Player A plays 5|0 on the remaining open side of the double.

Open ends: 3 (left arm) + 2 + 0 (new end) = 5score 5 points.

The double is now fully filled and no longer creates extra open ends.

Key rule for doubles

A double counts as both its pip values toward the open end total — but only while it still has open arms. Once all arms are filled, only the new extending ends count.


How to Count Open Ends — The Method

When the layout branches (from doubles), you count all open arms.

Step 1: Identify every end of the layout that tiles can still be added to.
Step 2: Add up the pip values at each of those open ends.
Step 3: If the total is a multiple of 5 — score it.

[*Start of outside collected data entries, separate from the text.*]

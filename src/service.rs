//! Task service: the entry point for creating and querying tasks.
//!
//! Creation is two-phase. The task row is written first, then handed to
//! the dispatcher. A broker outage therefore still leaves an auditable
//! `Failed` record instead of losing the request.

use std::sync::Arc;

use opentelemetry::KeyValue;
use tracing::{error, info};
use uuid::Uuid;

use crate::dispatch::Dispatcher;
use crate::error::{Error, Result};
use crate::model::{NewTask, Task, TaskId, TaskStatus, TaskType};
use crate::store::TaskStore;
use crate::telemetry::metrics;

/// Error string returned to callers and stored on the task when the broker
/// cannot accept a new task.
pub const BROKER_UNAVAILABLE_MESSAGE: &str =
    "Failed to connect to message broker. Please try again later.";

pub struct TaskService {
    tasks: Arc<dyn TaskStore>,
    dispatcher: Arc<Dispatcher>,
}

impl TaskService {
    pub fn new(tasks: Arc<dyn TaskStore>, dispatcher: Arc<Dispatcher>) -> Self {
        Self { tasks, dispatcher }
    }

    /// Create and enqueue a new task.
    ///
    /// Returns `Ok((task, None))` with the task `Pending` once it is queued.
    /// If the broker is unreachable the task is marked `Failed` and the
    /// failure is returned as `Ok((task, Some(message)))`; callers must treat
    /// a present message as authoritative. `Err` means nothing durable was
    /// written, or the store failed after the broker accepted the message.
    pub async fn create_task(
        &self,
        task_type: TaskType,
        channel_id: i64,
        notify_user_id: Option<i64>,
    ) -> Result<(Task, Option<String>)> {
        let provisional = format!("provisional-{}", Uuid::new_v4());
        let task = self
            .tasks
            .create(NewTask::new(task_type, channel_id, provisional).notify(notify_user_id))
            .await
            .inspect_err(|e| error!(%task_type, channel_id, "failed to create task: {e}"))?;

        match self.dispatcher.enqueue(task_type, channel_id).await {
            Ok(correlation_id) => {
                let task = self
                    .tasks
                    .update_correlation_id(task.id, &correlation_id)
                    .await
                    .inspect_err(|e| {
                        error!(task_id = %task.id, %correlation_id, "failed to record message id: {e}")
                    })?;
                info!(
                    task_id = %task.id,
                    %task_type,
                    channel_id,
                    message_id = %task.message_id,
                    "created task"
                );
                record_created(task_type, "ok");
                Ok((task, None))
            }
            Err(Error::BrokerUnavailable(reason)) => {
                let failed = self
                    .tasks
                    .update_status(
                        &task.message_id,
                        TaskStatus::Failed,
                        Some(BROKER_UNAVAILABLE_MESSAGE),
                    )
                    .await?
                    .ok_or_else(|| Error::NotFound(format!("task {}", task.id)))?;
                error!(
                    task_id = %failed.id,
                    %task_type,
                    channel_id,
                    "failed to enqueue task due to broker connection: {reason}"
                );
                record_created(task_type, "broker_unavailable");
                Ok((failed, Some(BROKER_UNAVAILABLE_MESSAGE.to_string())))
            }
            Err(e) => Err(e),
        }
    }

    /// Any one task for the channel in the given type and status.
    ///
    /// Used for deduplication; not a general query.
    pub async fn get_task_by_status(
        &self,
        channel_id: i64,
        task_type: TaskType,
        status: TaskStatus,
    ) -> Result<Option<Task>> {
        self.tasks.get_by_status(channel_id, task_type, status).await
    }

    /// One task for the channel whose status is in `statuses`, preferring
    /// earlier entries. A single store query.
    pub async fn find_blocking_task(
        &self,
        channel_id: i64,
        task_type: TaskType,
        statuses: &[TaskStatus],
    ) -> Result<Option<Task>> {
        self.tasks
            .find_by_statuses(channel_id, task_type, statuses)
            .await
    }

    pub async fn get_task(&self, id: TaskId) -> Result<Option<Task>> {
        self.tasks.get(id).await
    }

    pub async fn get_channel_tasks(&self, channel_id: i64) -> Result<Vec<Task>> {
        self.tasks.list_by_channel(channel_id).await
    }

    pub async fn get_tasks_by_status(&self, status: TaskStatus, limit: i64) -> Result<Vec<Task>> {
        self.tasks.list_by_status(status, limit).await
    }
}

fn record_created(task_type: TaskType, result: &'static str) {
    metrics::tasks_created().add(
        1,
        &[
            KeyValue::new("task_type", task_type.as_str()),
            KeyValue::new("result", result),
        ],
    );
}
//! # channel-tasks
//!
//! Task lifecycle engine for channel intelligence work.
//!
//! Persists tasks in Postgres, hands them to a pgmq-backed dispatcher,
//! drives their state machine from the worker side, and periodically
//! schedules revisits of tracked channels.

pub mod backend;
pub mod config;
pub mod db;
pub mod dispatch;
pub mod engine;
pub mod error;
pub mod executor;
pub mod model;
pub mod service;
pub mod store;
pub mod telemetry;
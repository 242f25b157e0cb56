//! JSON-over-HTTP clients for the tracking and notification services.

use std::time::Duration;

use async_trait::async_trait;
use serde::Deserialize;
use tracing::{debug, warn};

use super::{BackendReply, NotificationBackend, TrackingBackend};
use crate::error::Result;

fn build_client(timeout: Duration) -> Result<reqwest::Client> {
    Ok(reqwest::Client::builder().timeout(timeout).build()?)
}

fn trim_base(base_url: impl Into<String>) -> String {
    base_url.into().trim_end_matches('/').to_string()
}

/// Client for the channel intelligence service.
#[derive(Debug, Clone)]
pub struct HttpTrackingClient {
    client: reqwest::Client,
    base_url: String,
}

impl HttpTrackingClient {
    pub fn new(base_url: impl Into<String>, timeout: Duration) -> Result<Self> {
        Ok(Self {
            client: build_client(timeout)?,
            base_url: trim_base(base_url),
        })
    }

    async fn post(&self, channel_id: i64, action: &str) -> Result<BackendReply> {
        let url = format!("{}/channels/{channel_id}/{action}", self.base_url);
        debug!(%url, "calling tracking service");
        let reply: BackendReply = self
            .client
            .post(&url)
            .send()
            .await?
            .error_for_status()?
            .json()
            .await?;
        if !reply.success {
            warn!(channel_id, action, message = %reply.message, "tracking service reported failure");
        }
        Ok(reply)
    }
}

#[async_trait]
impl TrackingBackend for HttpTrackingClient {
    async fn start_tracking(&self, channel_id: i64) -> Result<BackendReply> {
        self.post(channel_id, "track").await
    }

    async fn revisit(&self, channel_id: i64) -> Result<BackendReply> {
        self.post(channel_id, "revisit").await
    }
}

/// Client for the user notification service.
#[derive(Debug, Clone)]
pub struct HttpNotificationClient {
    client: reqwest::Client,
    base_url: String,
}

#[derive(Deserialize)]
struct NotifyReply {
    success: bool,
}

impl HttpNotificationClient {
    pub fn new(base_url: impl Into<String>, timeout: Duration) -> Result<Self> {
        Ok(Self {
            client: build_client(timeout)?,
            base_url: trim_base(base_url),
        })
    }
}

#[async_trait]
impl NotificationBackend for HttpNotificationClient {
    async fn notify(&self, user_id: i64, text: &str) -> Result<bool> {
        let url = format!("{}/users/{user_id}/notify", self.base_url);
        let reply: NotifyReply = self
            .client
            .post(&url)
            .json(&serde_json::json!({ "message": text }))
            .send()
            .await?
            .error_for_status()?
            .json()
            .await?;
        Ok(reply.success)
    }
}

In a simple straight layout this is always just two ends. Once doubles are played and branches form, you may have three or four open ends to count.

Visual guide to open ends

Simple layout (2 open ends):
[2|4] — [4|5] — [5|3]
Open ends: 2 + 3 = 5 → score 5 ✓
Layout with one double branching (3 open ends):
[3|3]
/ \
[2|4] — [4|3]  (two arms open)
Open ends: 2 + 3 + 3 = 8 → no score
After filling one arm of the double:
[3|3]
/ \
[2|4] — [4|3]  [3|5]
Open ends: 2 + 5 + 3 = 10 → score 10 ✓

End-of-Round Scoring

Scoring during play is the main event in All Fives, but points are also awarded at the end of a round.

When a round ends

A round ends when:

  • One player plays their last domino (goes out), or
  • The game becomes blocked (no one can play and the boneyard is empty)

Going out bonus

When a player goes out, they score the pip total of all other players’ remaining tiles, rounded to the nearest five.

Example: Player A goes out. Player B has 8 pips remaining in hand. 8 rounded to nearest 5 = 10 points for Player A.

Example: Player A goes out. Player B has 13 pips remaining. 13 rounded to nearest 5 = 15 points for Player A.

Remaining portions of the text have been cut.